Risks and Challenges
One of the largest meat producers in the U.S. is preparing for potential disruptions to its pork and chicken exports as broad tariffs threaten its key trading partners.
Tyson CEO Donnie King told analysts during a Monday earnings call that the company, which exports pork and certain chicken parts to Canada and Mexico, has been "making adjustments" to its operations in anticipation of the planned tariffs. While the tariffs officially took effect over the weekend, they are currently on hold.
"Our main concern, and what we've been contingency planning for, is pork exports to Mexico," King said. "We also export some chicken—specifically, a couple of parts." He noted that the company has a smaller volume of meat shipments heading to Canada.

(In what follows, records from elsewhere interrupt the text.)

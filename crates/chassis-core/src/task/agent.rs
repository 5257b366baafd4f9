// Copyright 2025 the chassis authors
//
// Licensed under the Apache License, Version 2.0 (the "License");
// you may not use this file except in compliance with the License.
// You may obtain a copy of the License at
//
//     http://www.apache.org/licenses/LICENSE-2.0
//
// Unless required by applicable law or agreed to in writing, software
// distributed under the License is distributed on an "AS IS" BASIS,
// WITHOUT WARRANTIES OR CONDITIONS OF ANY KIND, either express or implied.
// See the License for the specific language governing permissions and
// limitations under the License.

use crate::task::Task;
use std::time::Duration;

/// The outcome an agent reports from [`TaskAgent::start`].
///
/// Ownership of the task moves with the status: every variant except
/// `CanResume` hands the task back to the pool, which decides whether to
/// release it or keep it queued. `CanResume` means the agent kept the
/// task and is now working.
pub enum StartStatus<T: Task> {
    /// The task finished synchronously inside `start`.
    Done(Box<T>),
    /// The agent accepted the task and will drive it across updates.
    CanResume,
    /// The agent cannot proceed right now; the task goes back to the
    /// waiting queue at its old position.
    HasToWait(Box<T>),
    /// Unrecoverable failure. The pool releases the task and surfaces the
    /// failure to the caller.
    UnknownError(Box<T>),
}

/// A reusable execution slot bound to at most one task at a time.
///
/// The pool guarantees an agent is either on the free stack or in the
/// working list, never both, and that [`task`](Self::task) returns `Some`
/// exactly while the agent is working.
pub trait TaskAgent<T: Task>: Send {
    /// Called once when the agent is added to a pool.
    fn initialize(&mut self);

    /// Attempts to bind and begin `task`. On `CanResume` the agent must
    /// hold the task until [`reset`](Self::reset) takes it back.
    fn start(&mut self, task: Box<T>) -> StartStatus<T>;

    /// Per-tick update while working. The agent marks its task done via
    /// [`TaskBase::mark_done`](crate::task::TaskBase::mark_done); the pool
    /// sweeps done tasks on the following update.
    fn update(&mut self, elapsed: Duration, real_elapsed: Duration);

    /// Unbinds and returns the held task, leaving the agent ready for
    /// reuse. Returns `None` if the agent holds no task.
    fn reset(&mut self) -> Option<Box<T>>;

    /// Called once when the owning pool shuts down.
    fn shutdown(&mut self);

    /// The task currently bound to this agent, if any.
    fn task(&self) -> Option<&T>;
}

President Donald Trump has delayed the implementation of 25% tariffs on Canada and Mexico for 30 days, allowing time for negotiations on economic agreements aimed at strengthening U.S. border security and combating drug trafficking, including fentanyl.
Market Sentiment
Tyson’s current struggles seem more reflective of industry-wide issues rather than fundamental flaws in the company itself. While profitability is currently weak, Tyson remains financially stable, with much of its cash flow going toward dividends. The company has slowed dividend growth due to recent struggles but is likely to resume increases once industry conditions improve.
Technical Analysis
For TSN, recent price action suggests that the $56.25 level, today's intraday low, may act as immediate support. Conversely, the $58.15 level, today's intraday high, could serve as immediate resistance. If the stock breaks below the support level, the next significant support might be around $55.00, a level previously tested in recent trading sessions. On the upside, surpassing the $58.15 resistance could lead to a test of the $60.00 level, which has historically acted as resistance.
Valuation
If Tyson’s margins recover to 2021 levels, bringing free cash flow back to around $7 per share, the stock currently trades at a ~9x multiple, making it an attractive investment.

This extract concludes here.